Podium Media Indonesia: Debat Pahlawan

Dewan Redaksi Media Group Abdul Kohar/MI

Podium Media Indonesia: Debat Pahlawan

Abdul Kohar • 5 November 2025 06:33

SABAN November tiba, publik, terutama remaja 1990-an, tidak cuma ingat Guns 'N' Roses karena lagu legendaris mereka November Rain. Masyarakat hampir selalu 'diaduk-aduk' dengan perdebatan ihwal pantas atau tidaknya nama-nama tokoh yang diusulkan menjadi calon pahlawan.

Perdebatan kerap bermuara pada 'Kalau si X diajukan, kenapa si Y enggak boleh?', 'Bila si A dinilai layak, kurang layak apa si B?', 'Jika si C dianggap berkhianat sehingga tak boleh diusulkan jadi pahlawan, apakah si D tak cukup berkhianat?'.

Perbincangan soal pahlawan akhirnya tak luput dari tarik-menarik kepentingan politik, juga kerap untuk kepentingan identitas. Padahal, menguatnya kepentingan dan politik identitas yang ditandai dengan desakan akan pengakuan atas identitas sempit, kata Francis Fukuyama (Identity; 2018), akan merontokkan kohesi sosial.

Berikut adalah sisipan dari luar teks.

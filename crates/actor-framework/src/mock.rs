//! # Mock Framework & Testing Guide
//!
//! `MockClient<T>` hands out a real `ResourceClient<T>` whose requests are answered from a
//! queue of expectations instead of a running actor. Use it to test code that *uses* a
//! store (an orchestrator, an RPC service) without spawning the actor, and to inject
//! failures that a real actor never produces.
//!
//! ## When to use Mocks vs Real Actors
//!
//! | Feature | MockClient | Real Actor |
//! |---------|------------|------------|
//! | **Determinism** | Fully scripted | Real id allocation |
//! | **State** | None (expectations) | Real state management |
//! | **Error Injection** | Easy (`return_err`) | Only what the entity rejects |
//! | **"Never called" checks** | `verify()` | Inspect state afterwards |
//!
//! ## Example
//!
//! ```rust
//! use actor_framework::mock::MockClient;
//! use actor_framework::{ActorEntity, FrameworkError};
//!
//! #[derive(Clone, Debug)] struct Seat { id: u32 }
//! #[derive(Debug)] struct SeatCreate;
//! #[derive(Debug)] enum SeatUpdate {}
//! #[derive(Debug, thiserror::Error)] #[error("seat error")] struct SeatError;
//!
//! impl ActorEntity for Seat {
//!     type Id = u32; type Create = SeatCreate; type Update = SeatUpdate; type Error = SeatError;
//!     fn from_create_params(id: u32, _: SeatCreate) -> Result<Self, SeatError> { Ok(Self { id }) }
//!     fn on_update(&mut self, update: SeatUpdate) -> Result<(), SeatError> { match update {} }
//! }
//!
//! #[tokio::main]
//! async fn main() {
//!     let mut mock = MockClient::<Seat>::new();
//!     mock.expect_get(1).return_err(FrameworkError::ActorClosed);
//!
//!     let result = mock.client().get(1).await;
//!     assert!(matches!(result, Err(FrameworkError::ActorClosed)));
//!     mock.verify();
//! }
//! ```
//!
//! ## Low-level helpers
//!
//! [`create_mock_client`] returns a client plus the raw receiver, and the `expect_*`
//! functions pull the next request off it so a test can inspect payloads and answer by
//! hand.

use crate::client::ResourceClient;
use crate::entity::ActorEntity;
use crate::error::FrameworkError;
use crate::message::ResourceRequest;
use std::collections::VecDeque;
use std::sync::{Arc, Mutex};
use tokio::sync::{mpsc, oneshot};

// =============================================================================
// EXPECTATION BUILDER API
// =============================================================================

/// An expected request and the response to give it.
enum Expectation<T: ActorEntity> {
    Get {
        id: T::Id,
        response: Result<Option<T>, FrameworkError>,
    },
    Create {
        response: Result<T, FrameworkError>,
    },
    List {
        response: Result<Vec<T>, FrameworkError>,
    },
    Update {
        id: T::Id,
        response: Result<T, FrameworkError>,
    },
}

type Queue<T> = Arc<Mutex<VecDeque<Expectation<T>>>>;

/// A mock client with expectation tracking for fluent testing.
///
/// Requests must arrive in the order the expectations were queued. A request that does
/// not match the head of the queue is recorded as unexpected and its caller receives
/// `FrameworkError::ActorDropped`; [`MockClient::verify`] then fails.
pub struct MockClient<T: ActorEntity> {
    client: ResourceClient<T>,
    expectations: Queue<T>,
    unexpected: Arc<Mutex<Vec<String>>>,
    _handle: tokio::task::JoinHandle<()>,
}

impl<T: ActorEntity> Default for MockClient<T> {
    fn default() -> Self {
        Self::new()
    }
}

impl<T: ActorEntity> MockClient<T> {
    /// Creates a new mock client with no expectations.
    pub fn new() -> Self {
        let (sender, mut receiver) = mpsc::channel::<ResourceRequest<T>>(100);
        let expectations: Queue<T> = Arc::new(Mutex::new(VecDeque::new()));
        let unexpected = Arc::new(Mutex::new(Vec::new()));
        let expectations_clone = expectations.clone();
        let unexpected_clone = unexpected.clone();

        let handle = tokio::spawn(async move {
            while let Some(request) = receiver.recv().await {
                let expectation = expectations_clone.lock().unwrap().pop_front();

                match (request, expectation) {
                    (
                        ResourceRequest::Get { id, respond_to },
                        Some(Expectation::Get { id: want, response }),
                    ) if id == want => {
                        let _ = respond_to.send(response);
                    }
                    (
                        ResourceRequest::Create { respond_to, .. },
                        Some(Expectation::Create { response }),
                    ) => {
                        let _ = respond_to.send(response);
                    }
                    (
                        ResourceRequest::List { respond_to },
                        Some(Expectation::List { response }),
                    ) => {
                        let _ = respond_to.send(response);
                    }
                    (
                        ResourceRequest::Update { id, respond_to, .. },
                        Some(Expectation::Update { id: want, response }),
                    ) if id == want => {
                        let _ = respond_to.send(response);
                    }
                    (request, _) => {
                        // Dropping the request drops its responder
                        unexpected_clone.lock().unwrap().push(format!("{request:?}"));
                    }
                }
            }
        });

        Self {
            client: ResourceClient::new(sender),
            expectations,
            unexpected,
            _handle: handle,
        }
    }

    /// Returns the client for use in tests.
    pub fn client(&self) -> ResourceClient<T> {
        self.client.clone()
    }

    /// Expects a `get` operation for `id`.
    pub fn expect_get(&mut self, id: T::Id) -> GetExpectationBuilder<T> {
        GetExpectationBuilder {
            id,
            expectations: self.expectations.clone(),
        }
    }

    /// Expects a `create` operation.
    pub fn expect_create(&mut self) -> CreateExpectationBuilder<T> {
        CreateExpectationBuilder {
            expectations: self.expectations.clone(),
        }
    }

    /// Expects a `list` operation.
    pub fn expect_list(&mut self) -> ListExpectationBuilder<T> {
        ListExpectationBuilder {
            expectations: self.expectations.clone(),
        }
    }

    /// Expects an `update` operation for `id`.
    pub fn expect_update(&mut self, id: T::Id) -> UpdateExpectationBuilder<T> {
        UpdateExpectationBuilder {
            id,
            expectations: self.expectations.clone(),
        }
    }

    /// Verifies that all expectations were met and nothing else was requested.
    pub fn verify(&self) {
        let unexpected = self.unexpected.lock().unwrap();
        if !unexpected.is_empty() {
            panic!("Unexpected requests: {:?}", *unexpected);
        }
        let exps = self.expectations.lock().unwrap();
        if !exps.is_empty() {
            panic!("Not all expectations were met. {} remaining", exps.len());
        }
    }
}

/// Builder for `get` expectations.
pub struct GetExpectationBuilder<T: ActorEntity> {
    id: T::Id,
    expectations: Queue<T>,
}

impl<T: ActorEntity> GetExpectationBuilder<T> {
    pub fn return_ok(self, value: Option<T>) {
        self.push(Ok(value));
    }

    pub fn return_err(self, error: FrameworkError) {
        self.push(Err(error));
    }

    fn push(self, response: Result<Option<T>, FrameworkError>) {
        self.expectations.lock().unwrap().push_back(Expectation::Get {
            id: self.id,
            response,
        });
    }
}

/// Builder for `create` expectations.
pub struct CreateExpectationBuilder<T: ActorEntity> {
    expectations: Queue<T>,
}

impl<T: ActorEntity> CreateExpectationBuilder<T> {
    /// Responds with `created`, as if the actor had stored it.
    pub fn return_ok(self, created: T) {
        self.push(Ok(created));
    }

    pub fn return_err(self, error: FrameworkError) {
        self.push(Err(error));
    }

    fn push(self, response: Result<T, FrameworkError>) {
        self.expectations
            .lock()
            .unwrap()
            .push_back(Expectation::Create { response });
    }
}

/// Builder for `list` expectations.
pub struct ListExpectationBuilder<T: ActorEntity> {
    expectations: Queue<T>,
}

impl<T: ActorEntity> ListExpectationBuilder<T> {
    pub fn return_ok(self, items: Vec<T>) {
        self.push(Ok(items));
    }

    pub fn return_err(self, error: FrameworkError) {
        self.push(Err(error));
    }

    fn push(self, response: Result<Vec<T>, FrameworkError>) {
        self.expectations
            .lock()
            .unwrap()
            .push_back(Expectation::List { response });
    }
}

/// Builder for `update` expectations.
pub struct UpdateExpectationBuilder<T: ActorEntity> {
    id: T::Id,
    expectations: Queue<T>,
}

impl<T: ActorEntity> UpdateExpectationBuilder<T> {
    pub fn return_ok(self, updated: T) {
        self.push(Ok(updated));
    }

    pub fn return_err(self, error: FrameworkError) {
        self.push(Err(error));
    }

    fn push(self, response: Result<T, FrameworkError>) {
        self.expectations.lock().unwrap().push_back(Expectation::Update {
            id: self.id,
            response,
        });
    }
}

// =============================================================================
// LOW-LEVEL HELPERS
// =============================================================================

/// Creates a client and the receiver its requests arrive on.
///
/// The test plays the actor: pull requests with the `expect_*` helpers, assert on the
/// payload, and answer through the returned responder.
pub fn create_mock_client<T: ActorEntity>(
    buffer_size: usize,
) -> (ResourceClient<T>, mpsc::Receiver<ResourceRequest<T>>) {
    let (sender, receiver) = mpsc::channel(buffer_size);
    (ResourceClient::new(sender), receiver)
}

/// Helper to verify that the next message is a Create request
pub async fn expect_create<T: ActorEntity>(
    receiver: &mut mpsc::Receiver<ResourceRequest<T>>,
) -> Option<(T::Create, oneshot::Sender<Result<T, FrameworkError>>)> {
    match receiver.recv().await {
        Some(ResourceRequest::Create { params, respond_to }) => Some((params, respond_to)),
        _ => None,
    }
}

/// Helper to verify that the next message is a Get request
pub async fn expect_get<T: ActorEntity>(
    receiver: &mut mpsc::Receiver<ResourceRequest<T>>,
) -> Option<(T::Id, oneshot::Sender<Result<Option<T>, FrameworkError>>)> {
    match receiver.recv().await {
        Some(ResourceRequest::Get { id, respond_to }) => Some((id, respond_to)),
        _ => None,
    }
}

/// Helper to verify that the next message is a List request
pub async fn expect_list<T: ActorEntity>(
    receiver: &mut mpsc::Receiver<ResourceRequest<T>>,
) -> Option<oneshot::Sender<Result<Vec<T>, FrameworkError>>> {
    match receiver.recv().await {
        Some(ResourceRequest::List { respond_to }) => Some(respond_to),
        _ => None,
    }
}

#[cfg(test)]
mod tests {
    use super::*;

    #[derive(Clone, Debug, PartialEq)]
    struct Guest {
        id: u32,
        name: String,
    }

    #[derive(Debug)]
    struct GuestCreate {
        name: String,
    }

    #[derive(Debug)]
    enum GuestUpdate {}

    #[derive(Debug, thiserror::Error)]
    #[error("guest error")]
    struct GuestError;

    impl ActorEntity for Guest {
        type Id = u32;
        type Create = GuestCreate;
        type Update = GuestUpdate;
        type Error = GuestError;

        fn from_create_params(id: u32, params: GuestCreate) -> Result<Self, GuestError> {
            Ok(Self {
                id,
                name: params.name,
            })
        }

        fn on_update(&mut self, update: GuestUpdate) -> Result<(), GuestError> {
            match update {}
        }
    }

    fn guest(id: u32, name: &str) -> Guest {
        Guest {
            id,
            name: name.to_string(),
        }
    }

    #[tokio::test]
    async fn test_mock_client() {
        let (client, mut receiver) = create_mock_client::<Guest>(10);

        let create_task = tokio::spawn(async move {
            client
                .create(GuestCreate {
                    name: "Test".to_string(),
                })
                .await
        });

        let (payload, responder) = expect_create(&mut receiver)
            .await
            .expect("Expected Create request");
        assert_eq!(payload.name, "Test");
        responder.send(Ok(guest(1, "Test"))).unwrap();

        let result = create_task.await.unwrap();
        assert_eq!(result.unwrap(), guest(1, "Test"));
    }

    #[tokio::test]
    async fn test_mock_client_with_expectations() {
        let mut mock = MockClient::<Guest>::new();
        mock.expect_create().return_ok(guest(1, "Test"));
        mock.expect_get(1).return_ok(Some(guest(1, "Test")));
        mock.expect_list().return_ok(vec![guest(1, "Test")]);

        let client = mock.client();
        let created = client
            .create(GuestCreate {
                name: "Test".to_string(),
            })
            .await
            .unwrap();
        assert_eq!(created.id, 1);

        let fetched = client.get(1).await.unwrap();
        assert_eq!(fetched, Some(guest(1, "Test")));
        assert_eq!(client.list().await.unwrap().len(), 1);

        mock.verify();
    }

    #[tokio::test]
    async fn test_unexpected_request_fails_the_caller() {
        let mut mock = MockClient::<Guest>::new();
        mock.expect_get(1).return_ok(None);

        let result = mock.client().get(2).await;
        assert!(matches!(result, Err(FrameworkError::ActorDropped)));
    }

    #[tokio::test]
    #[should_panic(expected = "Unexpected requests")]
    async fn test_verify_reports_unexpected_requests() {
        let mock = MockClient::<Guest>::new();
        let _ = mock.client().list().await;
        mock.verify();
    }
}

Fukuyama bilang, politik identitas dapat merusak demokrasi karena berfokus pada pengakuan kelompok-kelompok sempit. Politik identitas yang sempit sering kali mengarah ke 'politik kebencian' karena kelompok-kelompok bersaing untuk mendapatkan pengakuan, membuat demokrasi semakin rumit dan memicu konflik. Dalam pengusulan pahlawan, tarik-menarik identitas dan politik bisa saja mengarah ke penguatan identitas kelompok, menggeser substansi kepahlawanan.
 


Saya lalu teringat pernah berdiskusi panjang dengan penulis buku Negara Paripurna, Yudi Latif, soal pahlawan pada 2018. Ketika itu, muncul debat pro dan kontra usul Mr Kasman Singodimedjo diberi gelar pahlawan oleh negara. Yudi Latief menyebutkan bahwa dalam sejarah pergerakan Indonesia, tidak ada tokoh yang melampaui kelengkapan sisi kepahlawanan Kasman Singodimedjo.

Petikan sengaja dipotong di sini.